Livestock farming is responsible for up to 28% of greenhouse gas pollution.
Even at the lower estimates of how much livestock farming is responsible for greenhouse gases, it is still higher than the emissions from transport.
No one is cutting down trees for the sake of cutting down trees. There is a clear economic incentive to do so.
This government should do more to encourage more conversations on a recalibration of the societal relationship between eating meat and the environment.
Abigail spoke in parliament about this need.
Ms ABIGAIL BOYD (22:11): This week in New South Wales we had a small victory, with the Government pulling legislation that would have imperilled native forests by making it easier for farmers to cut down forests and vegetation. We know these areas of unlogged land provide vital habitats for countless animals and biodiversity, and must be protected. They also serve a crucial function in the carbon life cycle, acting as carbon sinks and soaking up emissions that would otherwise be pumped into the atmosphere to intensify the greenhouse effect. It is so patently obvious we should not be logging precious areas, and the broader public are rapidly catching up to where environmentalists have been on this issue for a long time now. But why do we keep having to have this same fight over and over? The answer to why this rampant logging and land clearing is occurring is actually quite simple.
The loggers are not evil, malevolent beings, seeking out destruction for the sheer hell of it. No-one is chopping down trees because they hate koalas—I hope. There is an economic imperative that motivates these decisions, a powerful profit motive that overrides all other considerations. It is the same force that we see acting in many spheres of our society and one that we on the left are far more comfortable calling out when it comes to fossil fuel companies. Big coal and gas giants do not poison our water catchments and choke us with their emissions for fun; they do it because it is making them rich. Our old growth forests are not felled and koalas displaced because people do not like the sound of the wind in the leaves; it is because farmers have made an economic calculation.
It is no accident that the hugely controversial native forestry bill that the Government scrapped last night was introduced by the Minister for Agriculture, because it is large-scale intensive animal agriculture that is driving much of the land clearing happening in this State, in this country and around the world. There are two key pillars necessary to prevent catastrophic climate change. We must leave fossil fuels in the ground and we have to stop farming animals. But there is a powerful disconnect when we talk about preventing climate change and fail to acknowledge the cow in the room. There are too many people willing to jump down your throat for not using a reusable coffee cup, who are all too happy to eat meat every day—multiple times a day—and do not seem to recognise this hypocrisy. Livestock farming, according to a recent paper in the journalSustainability, is accountable for between 16½ per cent and 28 per cent of all greenhouse gas pollution.

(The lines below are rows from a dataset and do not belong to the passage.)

use super::reading::{article, og_image_path};
use super::{PageMeta, SiteContext, layout, reading_pager};
use crate::calendar;
use crate::dataset::SiteData;
use maud::{Markup, html};
use serde_json::json;

/// The home page, built around the reading for `today` (day-of-year).
///
/// When no reading exists for `today` the first reading of the year is shown
/// instead. `today` is a parameter so the page can be rendered for any date.
pub fn home(ctx: &SiteContext, data: &SiteData, today: u16) -> Markup {
    let site = &ctx.config.site;
    let index = data.today_index(today);
    let featured = data.readings.get(index);

    let mut meta = PageMeta::new(&site.name, &site.description, "/")
        .with_json_ld(json!({
            "@context": "https://schema.org",
            "@type": "WebSite",
            "name": site.name,
            "url": ctx.absolute("/"),
            "description": site.description,
        }))
        .class("home-page");
    if let Some(reading) = featured {
        meta = meta.with_image(og_image_path(reading));
    }

    let month = featured
        .map(|r| calendar::day_to_month_index(r.day_of_year))
        .unwrap_or_else(|| calendar::day_to_month_index(today));
    let step = data.step_for_month(month);

    let body = html! {
        section.hero {
            h1 { (site.name) }
            p.tagline { (site.tagline) }
        }
        @if let Some(reading) = featured {
            section.today data-day=(reading.day_of_year) {
                h2.section-label { "Today's reading" }
                (article(ctx, data, reading))
                (reading_pager(ctx, data, index))
            }
        }
        @if let Some(step) = step {
            section.step-of-month {
                h2 { "This month: Step " (step.number) }
                p.step-text { (step.text) }
                @if !step.hook.trim().is_empty() {
                    p.hook { (step.hook) }
                }
                a href=(ctx.link(&format!("/steps/{}/", step.slug()))) {
                    "Explore Step " (step.number) ": " (step.principle)
                }
            }
        }
        @if !data.themes.is_empty() {
            section.theme-teaser {
                h2 { "Themes" }
                ul.theme-grid {
                    @for theme in &data.themes {
                        li {
                            a href=(ctx.link(&format!("/themes/{}/", theme.slug))) { (theme.name) }
                            @if !theme.short_description.trim().is_empty() {
                                p { (theme.short_description) }
                            }
                        }
                    }
                }
            }
        }
    };
    layout(ctx, &meta, body)
}

#[cfg(test)]
mod tests {
    use super::*;
    use crate::render::tests::config_with_base;
    use crate::test_helpers::{site_data, year_of_readings};

    #[test]
    fn picks_reading_for_today() {
        let data = site_data(year_of_readings());
        let config = config_with_base("");
        let ctx = SiteContext::new(&config, "x");
        let html = home(&ctx, &data, 61).into_string();
        assert!(html.contains("<h1>Reading for day 61</h1>"));
        assert!(html.contains("This month: Step 3"));
        assert!(html.contains(r#"href="/steps/step-3/""#));
    }

    #[test]
    fn falls_back_to_first_reading() {
        let data = site_data(vec![
            crate::test_helpers::reading(5),
            crate::test_helpers::reading(6),
        ]);
        let config = config_with_base("");
        let ctx = SiteContext::new(&config, "x");
        let html = home(&ctx, &data, 200).into_string();
        assert!(html.contains("<h1>Reading for day 5</h1>"));
        assert!(html.contains("This month: Step 1"));
    }

    #[test]
    fn title_is_site_name_only() {
        let data = site_data(year_of_readings());
        let config = config_with_base("");
        let ctx = SiteContext::new(&config, "x");
        let html = home(&ctx, &data, 1).into_string();
        assert!(html.contains("<title>Daybook</title>"));
        assert!(html.contains(r#""@type":"WebSite""#));
    }
}
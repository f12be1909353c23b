#[macro_export]
macro_rules! test_t {
  ($name:ident[T: $($impl:ty)|*]() $body:tt ) => {$(
      ::paste::paste! {
          #[test]
          fn [<test_ $name _ $impl:snake>]() {
            type T=$impl;
            $body
          }
      }
  )+};
}

#[macro_export]
macro_rules! assert_f64_approx {
    ($l:expr, $r:expr) => {
        assert!(
            ($l - $r).abs() < 1e-9,
            "assertion failed: {} !~ {}",
            $l,
            $r
        )
    };
    ($l:expr, $r:expr, $msg:expr) => {
        assert!(
            ($l - $r).abs() < 1e-9,
            "assertion failed: {} !~ {}: {}",
            $l,
            $r,
            $msg
        )
    };
}
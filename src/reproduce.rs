//! Functions related to refilling a population from its selected parents: combination, mutation
//! and reshuffling.

use crate::{
    constants::RUNCATCH_ELITE_COUNT,
    crossover::{crossover, uniq_2},
    random::{EvolutionEvent, Happens},
    Genome,
};
use core::cmp::min;
use rand::{seq::SliceRandom, RngCore};
use rand_distr::{Distribution, Uniform};
use tracing::warn;

/// Push crossed children of `l` and `r` until `pop` holds `size` genomes
#[inline]
fn push_children(
    pop: &mut Vec<Genome>,
    size: usize,
    l: &Genome,
    r: &Genome,
    rng: &mut (impl RngCore + Happens),
) {
    let (first, second) = crossover(l, r, rng);
    pop.push(first);
    if pop.len() < size {
        pop.push(second);
    }
}

/// Fill a population of `size` exclusively with children of the two best selected genomes.
/// With fewer than 2 selected there is nothing to cross, and they are handed back unchanged.
pub fn combine_elitist(
    selected: Vec<Genome>,
    size: usize,
    rng: &mut (impl RngCore + Happens),
) -> Vec<Genome> {
    if selected.len() < 2 {
        warn!(
            selected = selected.len(),
            "too few genomes to combine, keeping them unchanged"
        );
        return selected;
    }

    let mut pop = Vec::with_capacity(size);
    while pop.len() < size {
        push_children(&mut pop, size, &selected[0], &selected[1], rng);
    }
    pop
}

/// Carry the two best selected genomes over as they are, then fill a population of `size` with
/// children of random distinct pairs of selected genomes.
/// With fewer than 2 selected there is nothing to cross, and they are handed back unchanged.
pub fn combine_random(
    selected: Vec<Genome>,
    size: usize,
    rng: &mut (impl RngCore + Happens),
) -> Vec<Genome> {
    if selected.len() < 2 {
        warn!(
            selected = selected.len(),
            "too few genomes to combine, keeping them unchanged"
        );
        return selected;
    }

    let mut pop = Vec::with_capacity(size);
    pop.extend(
        selected
            .iter()
            .take(min(RUNCATCH_ELITE_COUNT, size))
            .cloned(),
    );
    while pop.len() < size {
        // len >= 2 was checked above
        let Some((l, r)) = uniq_2(selected.len(), rng) else {
            break;
        };
        push_children(&mut pop, size, &selected[l], &selected[r], rng);
    }
    pop
}

/// Perturb every weight of `genome`, by chance of [EvolutionEvent::MutateWeight], with a delta
/// drawn from `[-degree, +degree]`.
pub fn mutate(genome: &mut Genome, degree: f64, rng: &mut (impl RngCore + Happens)) {
    let Ok(delta) = Uniform::new_inclusive(-degree, degree) else {
        warn!(degree, "unusable mutation degree, leaving genome as is");
        return;
    };
    for w in genome.weights_mut() {
        if rng.happens(EvolutionEvent::MutateWeight) {
            *w += delta.sample(rng);
        }
    }
}

/// Mutate members of a freshly combined population, by chance of
/// [EvolutionEvent::MutateGenome], except for the first two who are never touched.
pub fn mutate_except_elite(pop: &mut [Genome], degree: f64, rng: &mut (impl RngCore + Happens)) {
    for genome in pop.iter_mut().skip(RUNCATCH_ELITE_COUNT) {
        if rng.happens(EvolutionEvent::MutateGenome) {
            mutate(genome, degree, rng);
        }
    }
}

/// Uniformly permute a population, so that its order carries nothing of fitness rank
pub fn reshuffle(pop: &mut [Genome], rng: &mut impl RngCore) {
    pop.shuffle(rng);
}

Even at the lower end of that estimate, that means livestock farming is responsible for a greater share of greenhouse gas emissions every year than the world's transport emissions. In an even more horrifying statistic, one analysis shows that, even if we were to entirely eliminate all other greenhouse gas emissions from every other sector today, if food production is left on its current trajectory, by 2100 we will still blow past the global carbon budget two or three times over. There is growing awareness of the real danger of methane emissions. It is around 84 times more powerful than carbon dioxide at warming the atmosphere. There was a global methane pledge signed at last year's COP26 climate summit recognising that danger. Livestock farming is the number one contributor to human-generated methane emissions. Inexplicably, animal agriculture does not appear anywhere in that pledge.
The average Australian eats half a kilogram of meat every week. Meat production is responsible for almost 10 per cent of Australia's direct carbon emissions. Meat contributes only 18 per cent of global calorie consumption yet is responsible for 54 per cent of greenhouse emissions. Livestock farming requires huge amounts of land, which requires huge amounts of vegetation and forestry clearing. It requires grazing land, and the livestock also require an enormous number of calories to grow. This means further land clearing to make room for soya bean, corn and other feedstock for cattle. This means a huge intensification of the use of nitrogen fertilisers, the production of which is responsible for around 3 per cent of global emissions on its own. In addition to the greenhouse emissions contribution, excessive use of nitrogen fertilisers degrades soil and poisons waterways.
We can stick our heads in the sand and pretend that the issue does not exist, or we can take this issue as seriously as we take the rapid winding down of fossil fuel industries. The agro-industrial complex is just as pernicious, just as dangerous and just as willing to engage in the same misinformation tactics of the fossil fuel industry, which learnt its trade from the tobacco industry. The environmental movement has historically been fearless in standing up to orthodoxy, in describing and demanding a better, cleaner world, and also demanding that our actions and government regulations match the science. The science on animal agriculture emissions is incontrovertible. This is not to say everyone in the world needs to go vegan overnight—that is unrealistic and probably not necessary—but what it is time for is a drastic reimagining of what our food systems should look like and a recalibration of our relationship with meat and dairy.